Firmino took a little time off to marshal his thoughts. He would have dearly liked to say that he had no love for the city of Oporto, that in Oporto they ate almost nothing but tripe à la mode d’Oporto and that tripe made him sick, that Oporto was cursed by sweltering damp heat, that the pension he had been booked in to was doubtless a frightful dump with a bathroom on the landing and that he would die of sheer melancholy. But instead of all this he said:

“Sir, I have to finish my study of the Post-War Portuguese novel, it’s a very important thing for me, and anyway I have already signed a contract with the publisher.”

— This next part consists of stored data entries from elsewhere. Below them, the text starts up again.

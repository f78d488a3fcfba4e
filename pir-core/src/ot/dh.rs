use std::collections::HashSet;

use base64::{engine::general_purpose::STANDARD as BASE64, Engine};
use curve25519_dalek::ristretto::RistrettoPoint;
use rand::rngs::OsRng;

use super::{
    decode_point, encode_point, hash_to_scalar, mask, random_scalar, AlgorithmType,
    ObfuscationParam, Obfuscator, OtPayload, OtResultItem,
};
use crate::error::{PirError, Result};
use crate::query::ObfuscateDataItem;
use crate::table::PirRecord;

/// Upper bound on decoys per `idObfuscation` item.
pub const MAX_CANDIDATES: usize = 256;

/// Encrypt every row under the key derived from the item's blinding points.
fn encrypt_rows(
    param: &ObfuscationParam,
    rows: &[PirRecord],
    item: &ObfuscateDataItem,
) -> Result<Vec<OtResultItem>> {
    let point_y = decode_point(&item.point_y)?;
    let point_z = decode_point(&item.point_z)?;
    let mut rng = OsRng;

    rows.iter()
        .map(|row| {
            let s = random_scalar(&mut rng);
            let r = random_scalar(&mut rng);

            let w = s * param.point_x() + RistrettoPoint::mul_base(&r);
            let blind = RistrettoPoint::mul_base(&(s * hash_to_scalar(&row.key)));
            let shared = s * point_z + blind + r * point_y;

            let payload = serde_json::to_vec(&OtPayload::from_record(row, param.search_type()))
                .map_err(|e| PirError::Serialization(e.to_string()))?;

            Ok(OtResultItem {
                point_w: encode_point(&w),
                cipher: BASE64.encode(mask(&shared, &payload)),
            })
        })
        .collect()
}

/// Rows selected by a prefix of the key hash.
#[derive(Debug, Clone, Copy, Default)]
pub struct IdFilterObfuscator;

impl Obfuscator for IdFilterObfuscator {
    fn algorithm(&self) -> AlgorithmType {
        AlgorithmType::IdFilter
    }

    fn check_item(&self, item: &ObfuscateDataItem) -> Result<()> {
        let filter = item.filter.as_deref().unwrap_or_default();
        if filter.is_empty() {
            return Err(PirError::validation(format!(
                "Item {} must define a filter for idFilter",
                item.id_index
            )));
        }
        if filter.len() > 64
            || !filter
                .chars()
                .all(|c| c.is_ascii_digit() || ('a'..='f').contains(&c))
        {
            return Err(PirError::validation(format!(
                "Item {} filter must be a lowercase hex prefix of at most 64 characters",
                item.id_index
            )));
        }
        Ok(())
    }

    fn obfuscate(
        &self,
        param: &ObfuscationParam,
        rows: &[PirRecord],
        item: &ObfuscateDataItem,
    ) -> Result<Vec<OtResultItem>> {
        let filter = item.filter.as_deref().unwrap_or_default();
        if let Some(row) = rows.iter().find(|r| !r.key_hash.starts_with(filter)) {
            return Err(PirError::obfuscation(format!(
                "Row with hash {} is outside the filter of item {}",
                row.key_hash, item.id_index
            )));
        }
        encrypt_rows(param, rows, item)
    }
}

/// Rows selected from a candidate key set.
#[derive(Debug, Clone, Copy, Default)]
pub struct IdObfuscationObfuscator;

impl Obfuscator for IdObfuscationObfuscator {
    fn algorithm(&self) -> AlgorithmType {
        AlgorithmType::IdObfuscation
    }

    fn check_item(&self, item: &ObfuscateDataItem) -> Result<()> {
        if item.candidates.is_empty() {
            return Err(PirError::validation(format!(
                "Item {} must define candidates for idObfuscation",
                item.id_index
            )));
        }
        if item.candidates.len() > MAX_CANDIDATES {
            return Err(PirError::validation(format!(
                "Item {} has {} candidates, maximum is {}",
                item.id_index,
                item.candidates.len(),
                MAX_CANDIDATES
            )));
        }
        if item.candidates.iter().any(|c| c.is_empty()) {
            return Err(PirError::validation(format!(
                "Item {} contains an empty candidate",
                item.id_index
            )));
        }
        Ok(())
    }

    fn obfuscate(
        &self,
        param: &ObfuscationParam,
        rows: &[PirRecord],
        item: &ObfuscateDataItem,
    ) -> Result<Vec<OtResultItem>> {
        let candidates: HashSet<&str> = item.candidates.iter().map(String::as_str).collect();
        if let Some(row) = rows.iter().find(|r| !candidates.contains(r.key.as_str())) {
            return Err(PirError::obfuscation(format!(
                "Row {} is not a candidate of item {}",
                row.key_hash, item.id_index
            )));
        }
        encrypt_rows(param, rows, item)
    }
}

“It’s a nasty business,” cut in the Editor, “a mystery that has to be solved, the public has its tongue hanging out, it’s the talk of the day.”

The Editor lit a cigarette, lowered his voice as if confessing a secret, and murmured: “They have discovered a headless corpse in the vicinity of Matosinhos, it is still unidentified, it was found by a gypsy, Manolo by name, who gave a muddled account of it to the police, and no one has managed to get another word out of him. He lives in an encampment on the outskirts of Oporto, and it’s up to you to search him out and interview him. It’ll be the scoop of the week.”

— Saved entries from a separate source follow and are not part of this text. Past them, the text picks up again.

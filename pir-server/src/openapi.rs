//! OpenAPI documentation configuration
//!
//! Generates the OpenAPI 3.0 document served at `/api-docs/openapi.json`.

use utoipa::OpenApi;

use crate::handlers::{
    HealthResponse, PublishRequest, PublishResponse, ReadyResponse, ServiceStatusResponse,
};

/// PIR Server - OpenAPI Documentation
#[derive(OpenApi)]
#[openapi(
    info(
        title = "PIR Server",
        version = "0.1.0",
        description = r#"
## Private Information Retrieval API

Answers keyed lookups over published datasets without learning which key
was asked for:

- **Publish** a dataset as a PIR service via `POST /api/pir/publish`
- **Poll** its status via `GET /api/pir/services/{service_id}`
- **Query** it via `POST /api/pir/query` with blinded Ristretto255 points

Every row the query addresses comes back encrypted; the requester can open
only the row of the key it blinded.
"#,
        license(name = "MIT OR Apache-2.0")
    ),
    servers(
        (url = "http://localhost:3000", description = "Local development server")
    ),
    tags(
        (name = "Publish", description = "Publish PIR services and track their status"),
        (name = "Query", description = "Oblivious keyed lookups"),
        (name = "Health", description = "Service health and readiness endpoints")
    ),
    paths(
        crate::handlers::health::health,
        crate::handlers::health::ready,
        crate::handlers::publish::publish_handler,
        crate::handlers::services::service_status_handler,
        crate::handlers::query::query_handler,
    ),
    components(
        schemas(
            HealthResponse,
            ReadyResponse,
            PublishRequest,
            PublishResponse,
            ServiceStatusResponse,
        )
    )
)]
pub struct ApiDoc;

The Editor now appeared to be less flustered, as if for him the case had already been solved. He opened a drawer and took out some papers.

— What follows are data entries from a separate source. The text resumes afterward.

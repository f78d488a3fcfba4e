//! PostgreSQL implementation of the service store.

use async_trait::async_trait;
use chrono::{DateTime, Utc};
use sqlx::postgres::PgPoolOptions;
use sqlx::{FromRow, PgPool};
use uuid::Uuid;

use super::{
    AuthStore, InvokeRecord, PublishClaim, PublishStatus, PublishedServiceInfo, ServiceAuth,
    ServiceStore, StoreError,
};

/// PostgreSQL-backed service, auth and invocation storage.
#[derive(Clone)]
pub struct PostgresStore {
    pool: PgPool,
}

#[derive(FromRow)]
struct ServiceRow {
    service_id: String,
    agency: String,
    status: String,
    status_msg: String,
    service_config: String,
    pending_config: Option<String>,
    created_at: DateTime<Utc>,
    updated_at: DateTime<Utc>,
}

impl TryFrom<ServiceRow> for PublishedServiceInfo {
    type Error = StoreError;

    fn try_from(row: ServiceRow) -> Result<Self, Self::Error> {
        Ok(Self {
            service_id: row.service_id,
            agency: row.agency,
            status: row.status.parse()?,
            status_msg: row.status_msg,
            service_config: row.service_config,
            pending_config: row.pending_config,
            created_at: row.created_at,
            updated_at: row.updated_at,
        })
    }
}

#[derive(FromRow)]
struct AuthRow {
    service_id: String,
    access_key_id: String,
    access_secret: String,
    expire_at: Option<DateTime<Utc>>,
}

impl From<AuthRow> for ServiceAuth {
    fn from(row: AuthRow) -> Self {
        Self {
            service_id: row.service_id,
            access_key_id: row.access_key_id,
            access_secret: row.access_secret,
            expire_at: row.expire_at,
        }
    }
}

#[derive(FromRow)]
struct InvokeRow {
    invoke_id: Uuid,
    service_id: String,
    invoker: String,
    status: String,
    message: String,
    started_at: DateTime<Utc>,
    finished_at: DateTime<Utc>,
}

impl TryFrom<InvokeRow> for InvokeRecord {
    type Error = StoreError;

    fn try_from(row: InvokeRow) -> Result<Self, Self::Error> {
        Ok(Self {
            invoke_id: row.invoke_id,
            service_id: row.service_id,
            invoker: row.invoker,
            status: row.status.parse()?,
            message: row.message,
            started_at: row.started_at,
            finished_at: row.finished_at,
        })
    }
}

impl PostgresStore {
    /// Connect and run migrations.
    pub async fn new(
        database_url: &str,
        max_connections: u32,
        min_connections: u32,
    ) -> Result<Self, StoreError> {
        let pool = PgPoolOptions::new()
            .max_connections(max_connections)
            .min_connections(min_connections)
            .connect(database_url)
            .await
            .map_err(|e| StoreError::Connection(e.to_string()))?;

        let store = Self { pool };
        store.migrate().await?;
        tracing::info!(
            max_connections,
            min_connections,
            "Service store connected and migrations applied"
        );
        Ok(store)
    }

    /// Create a store from an existing pool (for testing).
    pub fn from_pool(pool: PgPool) -> Self {
        Self { pool }
    }

    pub async fn migrate(&self) -> Result<(), StoreError> {
        sqlx::migrate!("./migrations").run(&self.pool).await?;
        Ok(())
    }
}

#[async_trait]
impl ServiceStore for PostgresStore {
    async fn get(&self, service_id: &str) -> Result<Option<PublishedServiceInfo>, StoreError> {
        let row = sqlx::query_as::<_, ServiceRow>(
            r#"
            SELECT service_id, agency, status, status_msg, service_config, pending_config,
                   created_at, updated_at
            FROM pir_published_services
            WHERE service_id = $1
            "#,
        )
        .bind(service_id)
        .fetch_optional(&self.pool)
        .await?;

        row.map(PublishedServiceInfo::try_from).transpose()
    }

    async fn upsert(&self, info: &PublishedServiceInfo) -> Result<(), StoreError> {
        sqlx::query(
            r#"
            INSERT INTO pir_published_services
                (service_id, agency, status, status_msg, service_config, pending_config,
                 created_at, updated_at)
            VALUES ($1, $2, $3, $4, $5, $6, $7, $8)
            ON CONFLICT (service_id) DO UPDATE SET
                agency = EXCLUDED.agency,
                status = EXCLUDED.status,
                status_msg = EXCLUDED.status_msg,
                service_config = EXCLUDED.service_config,
                pending_config = EXCLUDED.pending_config,
                updated_at = EXCLUDED.updated_at
            "#,
        )
        .bind(&info.service_id)
        .bind(&info.agency)
        .bind(info.status.as_str())
        .bind(&info.status_msg)
        .bind(&info.service_config)
        .bind(&info.pending_config)
        .bind(info.created_at)
        .bind(info.updated_at)
        .execute(&self.pool)
        .await?;

        Ok(())
    }

    async fn begin_publish(
        &self,
        info: &PublishedServiceInfo,
    ) -> Result<PublishClaim, StoreError> {
        // SET expressions read the row as it was before the update
        let status: Option<String> = sqlx::query_scalar(
            r#"
            INSERT INTO pir_published_services
                (service_id, agency, status, status_msg, service_config, pending_config,
                 created_at, updated_at)
            VALUES ($1, $2, 'Publishing', '', $3, NULL, $4, $4)
            ON CONFLICT (service_id) DO UPDATE SET
                agency = EXCLUDED.agency,
                status = CASE WHEN pir_published_services.status = 'PublishSuccess'
                    THEN pir_published_services.status ELSE 'Publishing' END,
                status_msg = CASE WHEN pir_published_services.status = 'PublishSuccess'
                    THEN pir_published_services.status_msg ELSE '' END,
                service_config = CASE WHEN pir_published_services.status = 'PublishSuccess'
                    THEN pir_published_services.service_config
                    ELSE EXCLUDED.service_config END,
                pending_config = CASE WHEN pir_published_services.status = 'PublishSuccess'
                    THEN EXCLUDED.service_config ELSE NULL END,
                updated_at = EXCLUDED.updated_at
            WHERE pir_published_services.status <> 'Publishing'
                AND pir_published_services.pending_config IS NULL
            RETURNING status
            "#,
        )
        .bind(&info.service_id)
        .bind(&info.agency)
        .bind(&info.service_config)
        .bind(info.created_at)
        .fetch_optional(&self.pool)
        .await?;

        Ok(match status.as_deref() {
            None => PublishClaim::InProgress,
            Some("PublishSuccess") => PublishClaim::Staged,
            Some(_) => PublishClaim::Started,
        })
    }

    async fn finish_publish(
        &self,
        service_id: &str,
        status: PublishStatus,
        status_msg: &str,
    ) -> Result<PublishedServiceInfo, StoreError> {
        let row = sqlx::query_as::<_, ServiceRow>(
            r#"
            UPDATE pir_published_services SET
                status = CASE WHEN pending_config IS NULL THEN $2::TEXT ELSE status END,
                service_config = CASE
                    WHEN pending_config IS NOT NULL AND $2::TEXT = 'PublishSuccess'
                    THEN pending_config ELSE service_config END,
                pending_config = NULL,
                status_msg = $3,
                updated_at = NOW()
            WHERE service_id = $1
            RETURNING service_id, agency, status, status_msg, service_config, pending_config,
                      created_at, updated_at
            "#,
        )
        .bind(service_id)
        .bind(status.as_str())
        .bind(status_msg)
        .fetch_optional(&self.pool)
        .await?
        .ok_or_else(|| StoreError::NotFound(service_id.to_string()))?;

        PublishedServiceInfo::try_from(row)
    }

    async fn list(
        &self,
        agency: &str,
        status: Option<PublishStatus>,
    ) -> Result<Vec<PublishedServiceInfo>, StoreError> {
        let rows = sqlx::query_as::<_, ServiceRow>(
            r#"
            SELECT service_id, agency, status, status_msg, service_config, pending_config,
                   created_at, updated_at
            FROM pir_published_services
            WHERE agency = $1 AND ($2::TEXT IS NULL OR status = $2)
            ORDER BY service_id
            "#,
        )
        .bind(agency)
        .bind(status.map(|s| s.as_str()))
        .fetch_all(&self.pool)
        .await?;

        rows.into_iter().map(PublishedServiceInfo::try_from).collect()
    }

    async fn record_invocation(&self, record: &InvokeRecord) -> Result<(), StoreError> {
        sqlx::query(
            r#"
            INSERT INTO pir_service_invocations
                (invoke_id, service_id, invoker, status, message, started_at, finished_at)
            VALUES ($1, $2, $3, $4, $5, $6, $7)
            "#,
        )
        .bind(record.invoke_id)
        .bind(&record.service_id)
        .bind(&record.invoker)
        .bind(record.status.as_str())
        .bind(&record.message)
        .bind(record.started_at)
        .bind(record.finished_at)
        .execute(&self.pool)
        .await?;

        Ok(())
    }

    async fn invocations(&self, service_id: &str) -> Result<Vec<InvokeRecord>, StoreError> {
        let rows = sqlx::query_as::<_, InvokeRow>(
            r#"
            SELECT invoke_id, service_id, invoker, status, message, started_at, finished_at
            FROM pir_service_invocations
            WHERE service_id = $1
            ORDER BY started_at
            "#,
        )
        .bind(service_id)
        .fetch_all(&self.pool)
        .await?;

        rows.into_iter().map(InvokeRecord::try_from).collect()
    }

    async fn check_health(&self) -> Result<(), StoreError> {
        sqlx::query("SELECT 1")
            .execute(&self.pool)
            .await
            .map_err(|e| StoreError::Connection(e.to_string()))?;
        Ok(())
    }
}

#[async_trait]
impl AuthStore for PostgresStore {
    async fn find_auth(
        &self,
        service_id: &str,
        access_key_id: &str,
    ) -> Result<Option<ServiceAuth>, StoreError> {
        let row = sqlx::query_as::<_, AuthRow>(
            r#"
            SELECT service_id, access_key_id, access_secret, expire_at
            FROM pir_service_auth
            WHERE service_id = $1 AND access_key_id = $2
            "#,
        )
        .bind(service_id)
        .bind(access_key_id)
        .fetch_optional(&self.pool)
        .await?;

        Ok(row.map(ServiceAuth::from))
    }

    async fn grant(&self, auth: &ServiceAuth) -> Result<(), StoreError> {
        sqlx::query(
            r#"
            INSERT INTO pir_service_auth (service_id, access_key_id, access_secret, expire_at)
            VALUES ($1, $2, $3, $4)
            ON CONFLICT (service_id, access_key_id) DO UPDATE SET
                access_secret = EXCLUDED.access_secret,
                expire_at = EXCLUDED.expire_at
            "#,
        )
        .bind(&auth.service_id)
        .bind(&auth.access_key_id)
        .bind(&auth.access_secret)
        .bind(auth.expire_at)
        .execute(&self.pool)
        .await?;

        Ok(())
    }
}

impl std::fmt::Debug for PostgresStore {
    fn fmt(&self, f: &mut std::fmt::Formatter<'_>) -> std::fmt::Result {
        f.debug_struct("PostgresStore")
            .field("pool", &"<PgPool>")
            .finish()
    }
}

“Here’s the address of the pension,” he added, “it’s not a luxury hotel, but Dona Rosa is a perfect gem, I’ve known her for thirty years. And here is your check for board, lodging and expenses for one week. If something extra crops up, put it on the bill. And don’t forget, the train leaves at six.”

Three

WHO KNOWS WHY HE HAD always disliked Oporto? Firmino thought about this. His taxi was crossing the Praça da Batalha, a fine square, austere in the English manner. Oporto did in fact have an English air to it, with its grey stone Victorian façades and people walking in such orderly fashion along the streets. Could it be, wondered Firmino, that I don’t feel at ease with the English? Possibly, but it wasn’t the main reason. The one time he’d been in London he had felt perfectly at home. Obviously Oporto wasn’t London, it was merely an imitation of London, but maybe even this wasn’t the reason, decided Firmino. And he thought back to his childhood, and his uncles and aunts in Oporto where his parents unfailingly took him every Christmas holiday. Grim, those Christmases. They flooded back into Firmino’s mind as if they had happened the day before. He saw Aunt Pitù and Uncle Nuno, herself tall and lean and always dressed in black, with a cameo pinned on her breast, and he plump, jovial, and a specialist at telling jokes that made nobody laugh. And the house! A turn-of-the-century little villa in the middle-class part of town, depressing furniture and sofas bestrewn with lace doilies, paper flowers and old oval photographs on the walls, the whole genealogy of the family Aunt Pitù was so proud of. And Christmas dinner. A nightmare. Starting with the inevitable cabbage soup served in the Cantonese porcelain bowls that were Aunt Pitù‘s pride and joy, and the tenderness with which his mother encouraged him to eat up even though he was gagging over it. And then the torture of being woken up at eleven o’clock at night to attend Low Mass, the ritual of being forced into his best suit, and setting forth into the chill December mists of Oporto. The wintry mists of Oporto. Firmino thought it over and came to the conclusion that his dislike of that city was a hangover from his childhood, maybe Freud was right. He pondered over Freud’s theories. Not that he knew them all that well, rather that they didn’t inspire enough faith in him. Lukács, on the other hand, with his precise X-ray of literature as an expression of class, he was a different matter, and besides he was useful to his studies of the post-war Portuguese novel. Yes, Lukács was more use to him than Freud, but it could be that that old Viennese doctor was right about certain things, who knows?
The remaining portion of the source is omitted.